TASK PROMPT: Below are some records. Say how many of their lines contain the string "models", and give nothing but the number.

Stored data
==================================================
//! `CoreError` -- the structured error kinds surfaced across crate
//! boundaries. Call sites that only need to propagate use `anyhow::Result`
//! with `.context(...)`; call sites that need to match on a specific kind
//! (the agent loop on `QuotaExceeded`, the CLI on `ValidationFailed`) use
//! this enum instead.

use uuid::Uuid;

#[derive(Debug, thiserror::Error)]
pub enum CoreError {
    #[error("tenant {tenant_id} exceeded quota: {reason}")]
    QuotaExceeded { tenant_id: String, reason: String },

    #[error("plan {plan_id} failed validation: {denials:?}")]
    ValidationFailed { plan_id: Uuid, denials: Vec<String> },

    #[error("approval for task {task_id} timed out waiting for a signal")]
    ApprovalTimeout { task_id: Uuid },

    #[error("provider call failed transiently: {0}")]
    ProviderTransient(String),

    #[error("provider call failed permanently: {0}")]
    ProviderPermanent(String),

    #[error("policy denied plan {plan_id}: {denials:?}")]
    PolicyDenied { plan_id: Uuid, denials: Vec<String> },

    #[error("activity failed (transient) for run {run_id} phase {phase_index}: {message}")]
    ActivityTransient {
        run_id: Uuid,
        phase_index: i32,
        message: String,
    },

    #[error("activity failed (permanent) for run {run_id} phase {phase_index}: {message}")]
    ActivityPermanent {
        run_id: Uuid,
        phase_index: i32,
        message: String,
    },

    #[error("agent did not converge for task {task_id} after {steps} steps")]
    AgentDidNotConverge { task_id: Uuid, steps: u32 },
}
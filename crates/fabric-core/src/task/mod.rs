//! Task Store glue (C6).
//!
//! `fabric-db::queries::tasks`/`plans`/`runs` already provide the
//! optimistic-versioned CRUD; this module is the thin layer that drives
//! those functions forward in response to Agent Runtime and Workflow
//! Adapter events, attaching an audit event to every transition the way
//! the teacher's `state::dispatch` functions are always paired with a
//! caller that also records progress.

use anyhow::Result;
use serde_json::Value;
use sqlx::PgPool;
use uuid::Uuid;

use fabric_db::models::{ActorKind, AuditEventKind, PlanType, Run, Task};
use fabric_db::queries::{plans, runs, tasks};

use crate::audit;

/// `SubmitTask(intent, tenant, user) -> task_id`.
pub async fn submit_task(
    pool: &PgPool,
    tenant_id: &str,
    created_by: &str,
    intent: &str,
) -> Result<Task> {
    let task = tasks::insert_task(pool, tenant_id, created_by, intent).await?;
    audit::record(
        pool,
        task.id,
        AuditEventKind::TaskCreated,
        ActorKind::User,
        created_by,
        serde_json::json!({"intent": intent}),
    )
    .await;
    Ok(task)
}

/// Transition `created -> parsing` ahead of handing the task to the
/// Agent Runtime.
pub async fn begin_parsing(pool: &PgPool, task: &Task) -> Result<Task, tasks::TaskUpdateError> {
    tasks::start_parsing(pool, task.id, task.version).await
}

/// Attach the parsed `TaskSpec` and transition `parsing -> planned`,
/// then insert the generated plan in `draft` state. Both the task
/// transition and the plan insert are recorded to the audit log.
pub async fn record_spec_and_plan(
    pool: &PgPool,
    task: &Task,
    task_spec: Value,
    plan_type: PlanType,
    plan_payload: Value,
) -> Result<(Task, fabric_db::models::Plan)> {
    let updated = tasks::record_task_spec_and_plan(pool, task.id, task_spec, task.version).await?;
    audit::record(
        pool,
        task.id,
        AuditEventKind::TaskParsed,
        ActorKind::Agent,
        "agent-runtime",
        serde_json::json!({}),
    )
    .await;

    let plan = plans::insert_plan(pool, task.id, plan_type, plan_payload).await?;
    audit::record(
        pool,
        task.id,
        AuditEventKind::PlanGenerated,
        ActorKind::Agent,
        "agent-runtime",
        serde_json::json!({"plan_id": plan.id}),
    )
    .await;

    Ok((updated, plan))
}

/// Mark a task `failed` (agent did not converge, quota exceeded with no
/// plan produced) and record why.
pub async fn fail_task(pool: &PgPool, task_id: Uuid, reason: &str) -> Result<()> {
    tasks::fail_task(pool, task_id).await?;
    audit::record(
        pool,
        task_id,
        AuditEventKind::TaskFailed,
        ActorKind::System,
        "system",
        serde_json::json!({"reason": reason}),
    )
    .await;
    Ok(())
}

/// `GetTask(task_id) -> {task, latest_plan, latest_run}`.
pub struct TaskView {
    pub task: Task,
    pub latest_plan: Option<fabric_db::models::Plan>,
    pub latest_run: Option<Run>,
}

pub async fn get_task_view(pool: &PgPool, task_id: Uuid) -> Result<Option<TaskView>> {
    let Some(task) = tasks::get_task(pool, task_id).await? else {
        return Ok(None);
    };
    let latest_plan = plans::latest_plan_for_task(pool, task_id).await?;
    let latest_run = match &latest_plan {
        Some(plan) => runs::latest_run_for_plan(pool, plan.id).await?,
        None => None,
    };
    Ok(Some(TaskView {
        task,
        latest_plan,
        latest_run,
    }))
}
==================================================
RESPONSE: 3